use axum::{http::StatusCode, response::IntoResponse};
use lazy_static::lazy_static;
use prometheus::{
    Counter, CounterVec, Encoder, Gauge, GaugeVec, Histogram, HistogramOpts, HistogramVec, Opts,
    Registry, TextEncoder,
};
use std::time::Duration;

use crate::indexer::IndexReport;

/// Metric name prefix for all SongDb metrics
const PREFIX: &str = "songdb";

lazy_static! {
    pub static ref REGISTRY: Registry = Registry::new();

    // HTTP
    pub static ref HTTP_REQUESTS_TOTAL: CounterVec = CounterVec::new(
        Opts::new(format!("{PREFIX}_http_requests_total"), "Total number of HTTP requests"),
        &["method", "path", "status"]
    ).expect("Failed to create http_requests_total metric");

    pub static ref HTTP_REQUEST_DURATION_SECONDS: HistogramVec = HistogramVec::new(
        HistogramOpts::new(
            format!("{PREFIX}_http_request_duration_seconds"),
            "HTTP request duration in seconds"
        )
        .buckets(vec![0.001, 0.01, 0.05, 0.1, 0.5, 1.0, 2.0, 5.0, 10.0]),
        &["method", "path"]
    ).expect("Failed to create http_request_duration_seconds metric");

    pub static ref AUTH_FAILURES_TOTAL: Counter = Counter::new(
        format!("{PREFIX}_auth_failures_total"),
        "Requests rejected for missing or wrong credentials"
    ).expect("Failed to create auth_failures_total metric");

    // Indexing
    pub static ref REINDEX_RUNS_TOTAL: CounterVec = CounterVec::new(
        Opts::new(format!("{PREFIX}_reindex_runs_total"), "Reconciliation passes by outcome"),
        &["status"]
    ).expect("Failed to create reindex_runs_total metric");

    pub static ref REINDEX_DURATION_SECONDS: Histogram = Histogram::with_opts(
        HistogramOpts::new(
            format!("{PREFIX}_reindex_duration_seconds"),
            "Duration of successful reconciliation passes"
        )
        .buckets(vec![0.01, 0.1, 0.5, 1.0, 5.0, 30.0, 60.0, 300.0])
    ).expect("Failed to create reindex_duration_seconds metric");

    pub static ref REINDEX_FILES: GaugeVec = GaugeVec::new(
        Opts::new(format!("{PREFIX}_reindex_files"), "Files handled by the last pass"),
        &["outcome"]
    ).expect("Failed to create reindex_files metric");

    pub static ref INDEX_WARNINGS_TOTAL: Counter = Counter::new(
        format!("{PREFIX}_index_warnings_total"),
        "Malformed metadata lines seen while indexing"
    ).expect("Failed to create index_warnings_total metric");

    pub static ref SONGS_TOTAL: Gauge = Gauge::new(
        format!("{PREFIX}_songs_total"),
        "Number of songs in the store"
    ).expect("Failed to create songs_total metric");

    pub static ref DB_SIZE_BYTES: Gauge = Gauge::new(
        format!("{PREFIX}_db_size_bytes"),
        "Song database size in bytes"
    ).expect("Failed to create db_size_bytes metric");

    // Background jobs
    pub static ref BACKGROUND_JOB_RUNNING: GaugeVec = GaugeVec::new(
        Opts::new(format!("{PREFIX}_background_job_running"), "Whether a job is running (1) or idle (0)"),
        &["job_id"]
    ).expect("Failed to create background_job_running metric");

    pub static ref BACKGROUND_JOB_EXECUTIONS_TOTAL: CounterVec = CounterVec::new(
        Opts::new(format!("{PREFIX}_background_job_executions_total"), "Job executions by outcome"),
        &["job_id", "status"]
    ).expect("Failed to create background_job_executions_total metric");

    pub static ref BACKGROUND_JOB_DURATION_SECONDS: HistogramVec = HistogramVec::new(
        HistogramOpts::new(
            format!("{PREFIX}_background_job_duration_seconds"),
            "Background job duration in seconds"
        )
        .buckets(vec![0.1, 1.0, 10.0, 60.0, 300.0, 900.0]),
        &["job_id"]
    ).expect("Failed to create background_job_duration_seconds metric");
}

/// Register all metrics with the registry. Safe to call more than once.
pub fn init_metrics() {
    let _ = REGISTRY.register(Box::new(HTTP_REQUESTS_TOTAL.clone()));
    let _ = REGISTRY.register(Box::new(HTTP_REQUEST_DURATION_SECONDS.clone()));
    let _ = REGISTRY.register(Box::new(AUTH_FAILURES_TOTAL.clone()));
    let _ = REGISTRY.register(Box::new(REINDEX_RUNS_TOTAL.clone()));
    let _ = REGISTRY.register(Box::new(REINDEX_DURATION_SECONDS.clone()));
    let _ = REGISTRY.register(Box::new(REINDEX_FILES.clone()));
    let _ = REGISTRY.register(Box::new(INDEX_WARNINGS_TOTAL.clone()));
    let _ = REGISTRY.register(Box::new(SONGS_TOTAL.clone()));
    let _ = REGISTRY.register(Box::new(DB_SIZE_BYTES.clone()));
    let _ = REGISTRY.register(Box::new(BACKGROUND_JOB_RUNNING.clone()));
    let _ = REGISTRY.register(Box::new(BACKGROUND_JOB_EXECUTIONS_TOTAL.clone()));
    let _ = REGISTRY.register(Box::new(BACKGROUND_JOB_DURATION_SECONDS.clone()));

    tracing::info!("Metrics system initialized successfully");
}

pub fn record_http_request(method: &str, path: &str, status: u16, duration: Duration) {
    HTTP_REQUESTS_TOTAL
        .with_label_values(&[method, path, &status.to_string()])
        .inc();

    HTTP_REQUEST_DURATION_SECONDS
        .with_label_values(&[method, path])
        .observe(duration.as_secs_f64());
}

pub fn record_auth_failure() {
    AUTH_FAILURES_TOTAL.inc();
}

/// Record a successful reconciliation pass
pub fn record_reindex(report: &IndexReport) {
    REINDEX_RUNS_TOTAL.with_label_values(&["success"]).inc();
    REINDEX_DURATION_SECONDS.observe(report.duration_ms as f64 / 1000.0);
    REINDEX_FILES
        .with_label_values(&["indexed"])
        .set(report.files_indexed as f64);
    REINDEX_FILES
        .with_label_values(&["skipped"])
        .set(report.files_skipped as f64);
    REINDEX_FILES
        .with_label_values(&["removed"])
        .set(report.files_removed as f64);
    INDEX_WARNINGS_TOTAL.inc_by(report.warnings as f64);
}

pub fn record_reindex_failure() {
    REINDEX_RUNS_TOTAL.with_label_values(&["failure"]).inc();
}

pub fn set_songs_total(count: usize) {
    SONGS_TOTAL.set(count as f64);
}

pub fn set_db_size_bytes(size: u64) {
    DB_SIZE_BYTES.set(size as f64);
}

pub fn set_background_job_running(job_id: &str, running: bool) {
    BACKGROUND_JOB_RUNNING
        .with_label_values(&[job_id])
        .set(if running { 1.0 } else { 0.0 });
}

pub fn record_background_job_execution(job_id: &str, status: &str, duration: Duration) {
    BACKGROUND_JOB_EXECUTIONS_TOTAL
        .with_label_values(&[job_id, status])
        .inc();
    BACKGROUND_JOB_DURATION_SECONDS
        .with_label_values(&[job_id])
        .observe(duration.as_secs_f64());
}

/// Handler for the /metrics endpoint
pub async fn metrics_handler() -> impl IntoResponse {
    let encoder = TextEncoder::new();
    let metric_families = REGISTRY.gather();

    let mut buffer = vec![];
    match encoder.encode(&metric_families, &mut buffer) {
        Ok(()) => {
            let response = String::from_utf8(buffer).unwrap_or_default();
            (StatusCode::OK, response)
        }
        Err(e) => {
            tracing::error!("Failed to encode metrics: {}", e);
            (
                StatusCode::INTERNAL_SERVER_ERROR,
                format!("Failed to encode metrics: {}", e),
            )
        }
    }
}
——
Nothing in the data may change. Give it again in full.

_Answer to the exercise_
use axum::{http::StatusCode, response::IntoResponse};
use lazy_static::lazy_static;
use prometheus::{
    Counter, CounterVec, Encoder, Gauge, GaugeVec, Histogram, HistogramOpts, HistogramVec, Opts,
    Registry, TextEncoder,
};
use std::time::Duration;

use crate::indexer::IndexReport;

/// Metric name prefix for all SongDb metrics
const PREFIX: &str = "songdb";

lazy_static! {
    pub static ref REGISTRY: Registry = Registry::new();

    // HTTP
    pub static ref HTTP_REQUESTS_TOTAL: CounterVec = CounterVec::new(
        Opts::new(format!("{PREFIX}_http_requests_total"), "Total number of HTTP requests"),
        &["method", "path", "status"]
    ).expect("Failed to create http_requests_total metric");

    pub static ref HTTP_REQUEST_DURATION_SECONDS: HistogramVec = HistogramVec::new(
        HistogramOpts::new(
            format!("{PREFIX}_http_request_duration_seconds"),
            "HTTP request duration in seconds"
        )
        .buckets(vec![0.001, 0.01, 0.05, 0.1, 0.5, 1.0, 2.0, 5.0, 10.0]),
        &["method", "path"]
    ).expect("Failed to create http_request_duration_seconds metric");

    pub static ref AUTH_FAILURES_TOTAL: Counter = Counter::new(
        format!("{PREFIX}_auth_failures_total"),
        "Requests rejected for missing or wrong credentials"
    ).expect("Failed to create auth_failures_total metric");

    // Indexing
    pub static ref REINDEX_RUNS_TOTAL: CounterVec = CounterVec::new(
        Opts::new(format!("{PREFIX}_reindex_runs_total"), "Reconciliation passes by outcome"),
        &["status"]
    ).expect("Failed to create reindex_runs_total metric");

    pub static ref REINDEX_DURATION_SECONDS: Histogram = Histogram::with_opts(
        HistogramOpts::new(
            format!("{PREFIX}_reindex_duration_seconds"),
            "Duration of successful reconciliation passes"
        )
        .buckets(vec![0.01, 0.1, 0.5, 1.0, 5.0, 30.0, 60.0, 300.0])
    ).expect("Failed to create reindex_duration_seconds metric");

    pub static ref REINDEX_FILES: GaugeVec = GaugeVec::new(
        Opts::new(format!("{PREFIX}_reindex_files"), "Files handled by the last pass"),
        &["outcome"]
    ).expect("Failed to create reindex_files metric");

    pub static ref INDEX_WARNINGS_TOTAL: Counter = Counter::new(
        format!("{PREFIX}_index_warnings_total"),
        "Malformed metadata lines seen while indexing"
    ).expect("Failed to create index_warnings_total metric");

    pub static ref SONGS_TOTAL: Gauge = Gauge::new(
        format!("{PREFIX}_songs_total"),
        "Number of songs in the store"
    ).expect("Failed to create songs_total metric");

    pub static ref DB_SIZE_BYTES: Gauge = Gauge::new(
        format!("{PREFIX}_db_size_bytes"),
        "Song database size in bytes"
    ).expect("Failed to create db_size_bytes metric");

    // Background jobs
    pub static ref BACKGROUND_JOB_RUNNING: GaugeVec = GaugeVec::new(
        Opts::new(format!("{PREFIX}_background_job_running"), "Whether a job is running (1) or idle (0)"),
        &["job_id"]
    ).expect("Failed to create background_job_running metric");

    pub static ref BACKGROUND_JOB_EXECUTIONS_TOTAL: CounterVec = CounterVec::new(
        Opts::new(format!("{PREFIX}_background_job_executions_total"), "Job executions by outcome"),
        &["job_id", "status"]
    ).expect("Failed to create background_job_executions_total metric");

    pub static ref BACKGROUND_JOB_DURATION_SECONDS: HistogramVec = HistogramVec::new(
        HistogramOpts::new(
            format!("{PREFIX}_background_job_duration_seconds"),
            "Background job duration in seconds"
        )
        .buckets(vec![0.1, 1.0, 10.0, 60.0, 300.0, 900.0]),
        &["job_id"]
    ).expect("Failed to create background_job_duration_seconds metric");
}

/// Register all metrics with the registry. Safe to call more than once.
pub fn init_metrics() {
    let _ = REGISTRY.register(Box::new(HTTP_REQUESTS_TOTAL.clone()));
    let _ = REGISTRY.register(Box::new(HTTP_REQUEST_DURATION_SECONDS.clone()));
    let _ = REGISTRY.register(Box::new(AUTH_FAILURES_TOTAL.clone()));
    let _ = REGISTRY.register(Box::new(REINDEX_RUNS_TOTAL.clone()));
    let _ = REGISTRY.register(Box::new(REINDEX_DURATION_SECONDS.clone()));
    let _ = REGISTRY.register(Box::new(REINDEX_FILES.clone()));
    let _ = REGISTRY.register(Box::new(INDEX_WARNINGS_TOTAL.clone()));
    let _ = REGISTRY.register(Box::new(SONGS_TOTAL.clone()));
    let _ = REGISTRY.register(Box::new(DB_SIZE_BYTES.clone()));
    let _ = REGISTRY.register(Box::new(BACKGROUND_JOB_RUNNING.clone()));
    let _ = REGISTRY.register(Box::new(BACKGROUND_JOB_EXECUTIONS_TOTAL.clone()));
    let _ = REGISTRY.register(Box::new(BACKGROUND_JOB_DURATION_SECONDS.clone()));

    tracing::info!("Metrics system initialized successfully");
}

pub fn record_http_request(method: &str, path: &str, status: u16, duration: Duration) {
    HTTP_REQUESTS_TOTAL
        .with_label_values(&[method, path, &status.to_string()])
        .inc();

    HTTP_REQUEST_DURATION_SECONDS
        .with_label_values(&[method, path])
        .observe(duration.as_secs_f64());
}

pub fn record_auth_failure() {
    AUTH_FAILURES_TOTAL.inc();
}

/// Record a successful reconciliation pass
pub fn record_reindex(report: &IndexReport) {
    REINDEX_RUNS_TOTAL.with_label_values(&["success"]).inc();
    REINDEX_DURATION_SECONDS.observe(report.duration_ms as f64 / 1000.0);
    REINDEX_FILES
        .with_label_values(&["indexed"])
        .set(report.files_indexed as f64);
    REINDEX_FILES
        .with_label_values(&["skipped"])
        .set(report.files_skipped as f64);
    REINDEX_FILES
        .with_label_values(&["removed"])
        .set(report.files_removed as f64);
    INDEX_WARNINGS_TOTAL.inc_by(report.warnings as f64);
}

pub fn record_reindex_failure() {
    REINDEX_RUNS_TOTAL.with_label_values(&["failure"]).inc();
}

pub fn set_songs_total(count: usize) {
    SONGS_TOTAL.set(count as f64);
}

pub fn set_db_size_bytes(size: u64) {
    DB_SIZE_BYTES.set(size as f64);
}

pub fn set_background_job_running(job_id: &str, running: bool) {
    BACKGROUND_JOB_RUNNING
        .with_label_values(&[job_id])
        .set(if running { 1.0 } else { 0.0 });
}

pub fn record_background_job_execution(job_id: &str, status: &str, duration: Duration) {
    BACKGROUND_JOB_EXECUTIONS_TOTAL
        .with_label_values(&[job_id, status])
        .inc();
    BACKGROUND_JOB_DURATION_SECONDS
        .with_label_values(&[job_id])
        .observe(duration.as_secs_f64());
}

/// Handler for the /metrics endpoint
pub async fn metrics_handler() -> impl IntoResponse {
    let encoder = TextEncoder::new();
    let metric_families = REGISTRY.gather();

    let mut buffer = vec![];
    match encoder.encode(&metric_families, &mut buffer) {
        Ok(()) => {
            let response = String::from_utf8(buffer).unwrap_or_default();
            (StatusCode::OK, response)
        }
        Err(e) => {
            tracing::error!("Failed to encode metrics: {}", e);
            (
                StatusCode::INTERNAL_SERVER_ERROR,
                format!("Failed to encode metrics: {}", e),
            )
        }
    }
}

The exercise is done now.